Problem: From the entries that follow, pick out all lines holding "Buffered".
────────────────────────────────────────
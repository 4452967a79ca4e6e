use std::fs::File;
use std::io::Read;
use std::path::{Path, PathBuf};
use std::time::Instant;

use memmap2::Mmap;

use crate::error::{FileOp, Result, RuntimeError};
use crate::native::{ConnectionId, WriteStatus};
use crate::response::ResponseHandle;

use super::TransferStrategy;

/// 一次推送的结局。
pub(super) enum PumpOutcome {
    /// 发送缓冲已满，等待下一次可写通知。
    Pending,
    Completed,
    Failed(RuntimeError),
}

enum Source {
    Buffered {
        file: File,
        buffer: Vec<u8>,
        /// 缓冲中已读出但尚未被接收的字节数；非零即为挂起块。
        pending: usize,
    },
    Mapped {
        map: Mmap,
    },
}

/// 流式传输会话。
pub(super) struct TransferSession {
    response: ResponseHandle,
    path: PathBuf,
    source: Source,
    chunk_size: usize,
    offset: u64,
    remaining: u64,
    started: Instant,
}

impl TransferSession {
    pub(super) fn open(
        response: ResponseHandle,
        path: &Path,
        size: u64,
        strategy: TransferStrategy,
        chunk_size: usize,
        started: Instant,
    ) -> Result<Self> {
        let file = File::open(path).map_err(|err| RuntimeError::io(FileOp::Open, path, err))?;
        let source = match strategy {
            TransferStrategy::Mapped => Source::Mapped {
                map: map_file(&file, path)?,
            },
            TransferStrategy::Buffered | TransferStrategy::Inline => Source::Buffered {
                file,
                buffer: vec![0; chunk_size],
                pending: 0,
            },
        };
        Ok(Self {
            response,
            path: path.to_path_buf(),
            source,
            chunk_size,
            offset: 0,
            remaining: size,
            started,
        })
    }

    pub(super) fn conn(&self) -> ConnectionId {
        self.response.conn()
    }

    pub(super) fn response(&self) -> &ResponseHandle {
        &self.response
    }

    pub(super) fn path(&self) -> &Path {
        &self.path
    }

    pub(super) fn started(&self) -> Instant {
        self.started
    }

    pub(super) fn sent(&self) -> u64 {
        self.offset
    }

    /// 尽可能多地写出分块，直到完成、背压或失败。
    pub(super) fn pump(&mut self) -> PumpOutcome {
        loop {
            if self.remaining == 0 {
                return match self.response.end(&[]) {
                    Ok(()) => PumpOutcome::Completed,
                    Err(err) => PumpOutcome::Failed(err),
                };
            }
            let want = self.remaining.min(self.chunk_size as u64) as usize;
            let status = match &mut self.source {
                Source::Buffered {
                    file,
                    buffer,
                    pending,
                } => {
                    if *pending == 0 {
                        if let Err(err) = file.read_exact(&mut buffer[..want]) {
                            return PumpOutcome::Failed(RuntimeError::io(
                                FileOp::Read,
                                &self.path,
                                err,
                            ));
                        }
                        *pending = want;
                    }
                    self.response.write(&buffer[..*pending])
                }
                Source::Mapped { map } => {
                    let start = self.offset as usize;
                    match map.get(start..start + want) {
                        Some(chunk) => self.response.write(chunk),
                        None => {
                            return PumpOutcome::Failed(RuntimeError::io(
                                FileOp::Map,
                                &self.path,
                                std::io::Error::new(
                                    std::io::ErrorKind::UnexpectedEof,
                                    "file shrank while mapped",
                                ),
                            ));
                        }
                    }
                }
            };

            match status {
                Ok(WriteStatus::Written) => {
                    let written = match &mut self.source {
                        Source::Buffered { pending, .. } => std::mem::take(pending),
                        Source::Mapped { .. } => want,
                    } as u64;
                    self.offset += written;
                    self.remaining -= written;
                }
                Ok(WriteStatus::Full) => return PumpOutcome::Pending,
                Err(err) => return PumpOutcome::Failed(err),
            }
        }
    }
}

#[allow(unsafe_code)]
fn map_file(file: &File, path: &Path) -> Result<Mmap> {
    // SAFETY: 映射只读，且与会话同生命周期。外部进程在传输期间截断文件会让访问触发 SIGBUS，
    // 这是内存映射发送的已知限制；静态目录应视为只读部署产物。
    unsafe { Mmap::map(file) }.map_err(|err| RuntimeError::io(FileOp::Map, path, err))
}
────────────────────────────────────────
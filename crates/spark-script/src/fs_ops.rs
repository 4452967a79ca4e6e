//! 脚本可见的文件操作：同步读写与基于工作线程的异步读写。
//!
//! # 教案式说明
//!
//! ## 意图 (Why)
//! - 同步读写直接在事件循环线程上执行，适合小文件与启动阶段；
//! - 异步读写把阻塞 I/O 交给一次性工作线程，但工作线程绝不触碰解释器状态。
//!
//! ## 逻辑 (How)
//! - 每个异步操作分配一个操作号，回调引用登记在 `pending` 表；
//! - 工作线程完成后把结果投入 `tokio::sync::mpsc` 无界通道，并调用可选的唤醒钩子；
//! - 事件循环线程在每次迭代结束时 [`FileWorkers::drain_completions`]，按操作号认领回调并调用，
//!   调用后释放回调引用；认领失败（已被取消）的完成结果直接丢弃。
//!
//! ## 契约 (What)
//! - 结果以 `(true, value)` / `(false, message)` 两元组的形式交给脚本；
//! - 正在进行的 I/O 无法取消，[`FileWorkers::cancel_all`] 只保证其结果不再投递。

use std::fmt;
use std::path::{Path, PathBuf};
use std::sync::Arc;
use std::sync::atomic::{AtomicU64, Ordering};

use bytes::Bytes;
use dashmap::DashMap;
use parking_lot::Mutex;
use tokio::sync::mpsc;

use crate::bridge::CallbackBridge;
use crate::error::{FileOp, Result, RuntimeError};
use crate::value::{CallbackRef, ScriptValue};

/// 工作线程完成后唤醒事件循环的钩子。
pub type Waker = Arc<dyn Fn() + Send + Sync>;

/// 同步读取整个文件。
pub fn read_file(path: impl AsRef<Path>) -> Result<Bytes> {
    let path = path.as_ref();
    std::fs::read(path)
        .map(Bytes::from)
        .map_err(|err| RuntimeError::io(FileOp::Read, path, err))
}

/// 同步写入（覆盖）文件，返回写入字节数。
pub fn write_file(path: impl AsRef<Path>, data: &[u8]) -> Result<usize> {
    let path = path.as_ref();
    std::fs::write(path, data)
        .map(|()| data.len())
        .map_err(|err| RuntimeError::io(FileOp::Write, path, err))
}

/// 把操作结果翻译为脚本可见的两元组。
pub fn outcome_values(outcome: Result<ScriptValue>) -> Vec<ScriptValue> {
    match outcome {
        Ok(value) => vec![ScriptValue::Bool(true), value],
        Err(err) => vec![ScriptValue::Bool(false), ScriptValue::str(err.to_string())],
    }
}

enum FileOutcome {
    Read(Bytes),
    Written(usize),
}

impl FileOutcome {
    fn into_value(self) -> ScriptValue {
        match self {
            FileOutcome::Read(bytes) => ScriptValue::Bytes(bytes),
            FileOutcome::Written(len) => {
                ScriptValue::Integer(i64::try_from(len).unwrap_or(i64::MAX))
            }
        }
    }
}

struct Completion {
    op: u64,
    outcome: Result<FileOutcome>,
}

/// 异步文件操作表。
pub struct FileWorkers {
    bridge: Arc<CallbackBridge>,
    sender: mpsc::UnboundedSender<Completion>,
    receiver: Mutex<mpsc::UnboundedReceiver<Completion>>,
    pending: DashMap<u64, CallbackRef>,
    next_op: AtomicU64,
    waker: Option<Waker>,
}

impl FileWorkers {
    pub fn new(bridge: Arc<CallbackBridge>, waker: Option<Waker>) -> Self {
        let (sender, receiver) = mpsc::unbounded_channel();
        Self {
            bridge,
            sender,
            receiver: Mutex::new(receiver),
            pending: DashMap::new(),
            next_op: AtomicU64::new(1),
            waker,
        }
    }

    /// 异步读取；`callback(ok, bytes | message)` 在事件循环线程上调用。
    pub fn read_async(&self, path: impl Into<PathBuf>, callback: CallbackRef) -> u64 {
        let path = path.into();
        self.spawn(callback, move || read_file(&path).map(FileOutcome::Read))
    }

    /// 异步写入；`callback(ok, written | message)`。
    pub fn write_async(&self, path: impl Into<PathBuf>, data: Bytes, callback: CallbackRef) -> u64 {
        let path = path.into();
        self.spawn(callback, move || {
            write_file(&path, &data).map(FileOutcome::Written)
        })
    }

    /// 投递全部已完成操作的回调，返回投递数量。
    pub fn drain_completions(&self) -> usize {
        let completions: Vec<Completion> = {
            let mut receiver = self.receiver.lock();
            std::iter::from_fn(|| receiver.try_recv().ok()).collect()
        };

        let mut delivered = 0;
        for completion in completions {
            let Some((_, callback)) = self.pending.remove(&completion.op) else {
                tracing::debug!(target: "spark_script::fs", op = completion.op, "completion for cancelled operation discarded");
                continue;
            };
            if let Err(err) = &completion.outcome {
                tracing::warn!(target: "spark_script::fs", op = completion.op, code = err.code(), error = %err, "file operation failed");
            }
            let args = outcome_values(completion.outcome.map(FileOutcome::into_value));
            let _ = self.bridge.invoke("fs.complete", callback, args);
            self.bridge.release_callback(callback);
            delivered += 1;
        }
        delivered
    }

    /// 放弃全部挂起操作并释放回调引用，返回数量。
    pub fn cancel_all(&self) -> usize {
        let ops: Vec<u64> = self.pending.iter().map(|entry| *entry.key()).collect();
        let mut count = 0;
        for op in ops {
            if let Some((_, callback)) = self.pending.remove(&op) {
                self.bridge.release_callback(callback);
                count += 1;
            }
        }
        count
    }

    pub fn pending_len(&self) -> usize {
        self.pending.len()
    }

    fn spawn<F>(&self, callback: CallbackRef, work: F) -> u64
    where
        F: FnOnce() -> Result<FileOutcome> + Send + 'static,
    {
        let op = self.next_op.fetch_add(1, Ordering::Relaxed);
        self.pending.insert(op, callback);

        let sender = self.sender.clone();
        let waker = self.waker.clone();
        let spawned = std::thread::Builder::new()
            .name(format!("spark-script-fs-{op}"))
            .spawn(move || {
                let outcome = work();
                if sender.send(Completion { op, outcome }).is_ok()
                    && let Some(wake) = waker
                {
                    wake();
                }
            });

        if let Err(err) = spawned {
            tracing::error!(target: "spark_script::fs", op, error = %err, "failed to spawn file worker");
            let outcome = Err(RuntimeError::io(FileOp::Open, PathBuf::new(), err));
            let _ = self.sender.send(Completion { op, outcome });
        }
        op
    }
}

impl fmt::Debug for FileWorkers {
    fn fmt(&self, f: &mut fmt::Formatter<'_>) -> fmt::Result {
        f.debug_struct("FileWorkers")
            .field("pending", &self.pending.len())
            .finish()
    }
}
────────────────────────────────────────
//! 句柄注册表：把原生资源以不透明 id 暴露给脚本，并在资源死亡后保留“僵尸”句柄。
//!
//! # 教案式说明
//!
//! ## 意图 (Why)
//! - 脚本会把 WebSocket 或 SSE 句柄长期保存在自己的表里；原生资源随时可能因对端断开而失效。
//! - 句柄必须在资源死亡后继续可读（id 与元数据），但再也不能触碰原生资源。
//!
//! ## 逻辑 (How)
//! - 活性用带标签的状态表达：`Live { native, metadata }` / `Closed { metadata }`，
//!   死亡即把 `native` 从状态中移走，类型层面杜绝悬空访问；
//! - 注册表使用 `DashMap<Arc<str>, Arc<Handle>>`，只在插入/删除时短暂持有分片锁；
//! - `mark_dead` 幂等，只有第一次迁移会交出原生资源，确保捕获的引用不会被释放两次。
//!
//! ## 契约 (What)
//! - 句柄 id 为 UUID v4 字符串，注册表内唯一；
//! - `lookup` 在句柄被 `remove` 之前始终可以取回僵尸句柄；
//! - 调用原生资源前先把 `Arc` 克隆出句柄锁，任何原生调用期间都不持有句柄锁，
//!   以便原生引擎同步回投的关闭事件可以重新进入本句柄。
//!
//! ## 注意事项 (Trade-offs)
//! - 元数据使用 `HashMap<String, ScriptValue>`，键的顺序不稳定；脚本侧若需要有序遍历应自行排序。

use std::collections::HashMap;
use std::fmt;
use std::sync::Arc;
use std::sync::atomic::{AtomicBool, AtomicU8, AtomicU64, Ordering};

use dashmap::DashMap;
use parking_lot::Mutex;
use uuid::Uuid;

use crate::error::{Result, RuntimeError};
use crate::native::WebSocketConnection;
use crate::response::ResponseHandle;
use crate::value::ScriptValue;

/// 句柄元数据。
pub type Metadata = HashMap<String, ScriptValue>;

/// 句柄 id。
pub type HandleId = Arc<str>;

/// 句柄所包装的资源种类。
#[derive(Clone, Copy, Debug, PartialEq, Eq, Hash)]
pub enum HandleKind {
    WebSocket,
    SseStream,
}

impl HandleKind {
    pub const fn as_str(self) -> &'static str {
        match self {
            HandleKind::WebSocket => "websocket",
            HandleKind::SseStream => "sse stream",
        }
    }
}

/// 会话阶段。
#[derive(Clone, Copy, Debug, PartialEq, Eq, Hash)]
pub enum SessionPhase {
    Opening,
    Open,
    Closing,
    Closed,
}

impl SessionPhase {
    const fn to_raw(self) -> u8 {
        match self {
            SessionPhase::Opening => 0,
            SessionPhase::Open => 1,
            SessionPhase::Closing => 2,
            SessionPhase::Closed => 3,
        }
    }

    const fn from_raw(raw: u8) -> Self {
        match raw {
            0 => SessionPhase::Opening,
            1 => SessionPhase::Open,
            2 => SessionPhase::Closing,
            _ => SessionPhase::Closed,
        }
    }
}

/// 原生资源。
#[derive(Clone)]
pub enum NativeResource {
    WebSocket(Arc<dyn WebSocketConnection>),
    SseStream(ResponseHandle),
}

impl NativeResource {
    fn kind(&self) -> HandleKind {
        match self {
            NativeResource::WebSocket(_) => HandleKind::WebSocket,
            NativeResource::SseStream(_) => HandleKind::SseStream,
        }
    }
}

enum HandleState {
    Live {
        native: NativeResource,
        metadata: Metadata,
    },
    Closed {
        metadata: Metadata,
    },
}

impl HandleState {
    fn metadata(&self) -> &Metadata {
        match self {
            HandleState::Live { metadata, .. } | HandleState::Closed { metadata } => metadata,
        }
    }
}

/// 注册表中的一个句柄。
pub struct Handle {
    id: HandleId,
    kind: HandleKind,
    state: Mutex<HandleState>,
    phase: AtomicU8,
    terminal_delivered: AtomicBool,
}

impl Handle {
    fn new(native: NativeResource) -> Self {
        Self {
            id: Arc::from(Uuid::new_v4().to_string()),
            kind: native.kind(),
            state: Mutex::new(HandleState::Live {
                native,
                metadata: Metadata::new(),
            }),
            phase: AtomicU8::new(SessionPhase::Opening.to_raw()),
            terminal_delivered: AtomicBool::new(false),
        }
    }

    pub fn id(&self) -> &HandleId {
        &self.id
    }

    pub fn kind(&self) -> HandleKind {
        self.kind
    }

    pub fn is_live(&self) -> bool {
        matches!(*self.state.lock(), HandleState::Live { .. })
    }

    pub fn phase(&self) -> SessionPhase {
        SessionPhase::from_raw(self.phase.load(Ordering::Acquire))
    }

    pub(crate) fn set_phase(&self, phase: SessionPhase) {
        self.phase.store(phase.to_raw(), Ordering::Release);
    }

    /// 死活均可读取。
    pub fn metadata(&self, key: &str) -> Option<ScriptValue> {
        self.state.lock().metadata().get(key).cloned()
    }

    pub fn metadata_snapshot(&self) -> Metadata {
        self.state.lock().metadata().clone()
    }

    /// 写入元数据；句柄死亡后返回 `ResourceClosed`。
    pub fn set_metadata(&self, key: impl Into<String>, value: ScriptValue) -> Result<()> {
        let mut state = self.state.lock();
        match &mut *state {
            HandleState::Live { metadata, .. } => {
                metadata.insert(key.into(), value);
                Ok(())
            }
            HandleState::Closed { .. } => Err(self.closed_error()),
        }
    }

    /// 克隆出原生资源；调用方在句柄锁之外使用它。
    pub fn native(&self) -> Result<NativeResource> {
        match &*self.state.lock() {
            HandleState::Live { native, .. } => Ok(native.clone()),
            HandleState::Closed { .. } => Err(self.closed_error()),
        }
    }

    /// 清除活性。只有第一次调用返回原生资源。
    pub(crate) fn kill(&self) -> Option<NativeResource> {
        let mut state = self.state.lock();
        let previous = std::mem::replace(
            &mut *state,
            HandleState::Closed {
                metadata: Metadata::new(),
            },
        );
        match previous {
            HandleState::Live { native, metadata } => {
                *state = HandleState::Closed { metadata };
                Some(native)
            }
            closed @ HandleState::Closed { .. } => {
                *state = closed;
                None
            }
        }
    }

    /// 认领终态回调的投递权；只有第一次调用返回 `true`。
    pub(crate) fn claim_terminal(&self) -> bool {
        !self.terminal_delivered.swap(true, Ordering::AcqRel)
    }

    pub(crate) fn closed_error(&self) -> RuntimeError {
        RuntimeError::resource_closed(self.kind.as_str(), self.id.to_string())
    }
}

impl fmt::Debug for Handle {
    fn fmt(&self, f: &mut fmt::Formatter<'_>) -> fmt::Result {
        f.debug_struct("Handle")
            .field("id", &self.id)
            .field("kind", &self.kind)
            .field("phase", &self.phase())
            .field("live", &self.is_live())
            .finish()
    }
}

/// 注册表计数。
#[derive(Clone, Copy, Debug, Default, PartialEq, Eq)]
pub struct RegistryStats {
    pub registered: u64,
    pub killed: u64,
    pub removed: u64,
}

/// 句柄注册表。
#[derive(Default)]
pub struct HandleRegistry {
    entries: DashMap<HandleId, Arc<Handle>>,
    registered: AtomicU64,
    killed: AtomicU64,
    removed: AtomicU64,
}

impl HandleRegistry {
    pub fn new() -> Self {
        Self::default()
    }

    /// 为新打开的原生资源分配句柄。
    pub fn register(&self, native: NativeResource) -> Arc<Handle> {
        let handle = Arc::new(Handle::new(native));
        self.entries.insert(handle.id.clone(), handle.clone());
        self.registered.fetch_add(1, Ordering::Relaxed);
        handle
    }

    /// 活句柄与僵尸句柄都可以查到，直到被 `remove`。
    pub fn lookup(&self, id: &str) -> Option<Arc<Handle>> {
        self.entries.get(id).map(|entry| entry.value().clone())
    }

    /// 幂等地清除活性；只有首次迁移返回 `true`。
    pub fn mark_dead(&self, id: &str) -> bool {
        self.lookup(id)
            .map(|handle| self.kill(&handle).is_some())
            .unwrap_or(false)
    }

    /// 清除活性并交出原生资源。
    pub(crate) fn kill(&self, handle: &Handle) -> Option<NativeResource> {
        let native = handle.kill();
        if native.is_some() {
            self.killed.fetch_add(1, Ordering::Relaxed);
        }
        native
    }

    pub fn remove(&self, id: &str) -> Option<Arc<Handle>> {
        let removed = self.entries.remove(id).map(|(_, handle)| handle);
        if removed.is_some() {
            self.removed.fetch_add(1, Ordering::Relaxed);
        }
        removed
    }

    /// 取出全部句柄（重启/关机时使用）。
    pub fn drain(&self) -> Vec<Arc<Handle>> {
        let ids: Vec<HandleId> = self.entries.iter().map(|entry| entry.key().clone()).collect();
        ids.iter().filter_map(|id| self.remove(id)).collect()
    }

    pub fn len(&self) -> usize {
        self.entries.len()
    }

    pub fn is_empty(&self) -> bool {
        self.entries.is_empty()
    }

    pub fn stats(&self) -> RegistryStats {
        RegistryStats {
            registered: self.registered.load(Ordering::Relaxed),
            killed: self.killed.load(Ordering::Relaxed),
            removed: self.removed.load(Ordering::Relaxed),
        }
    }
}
────────────────────────────────────────
Final answer:
    Buffered {
            TransferStrategy::Buffered | TransferStrategy::Inline => Source::Buffered {
                Source::Buffered {
                        Source::Buffered { pending, .. } => std::mem::take(pending),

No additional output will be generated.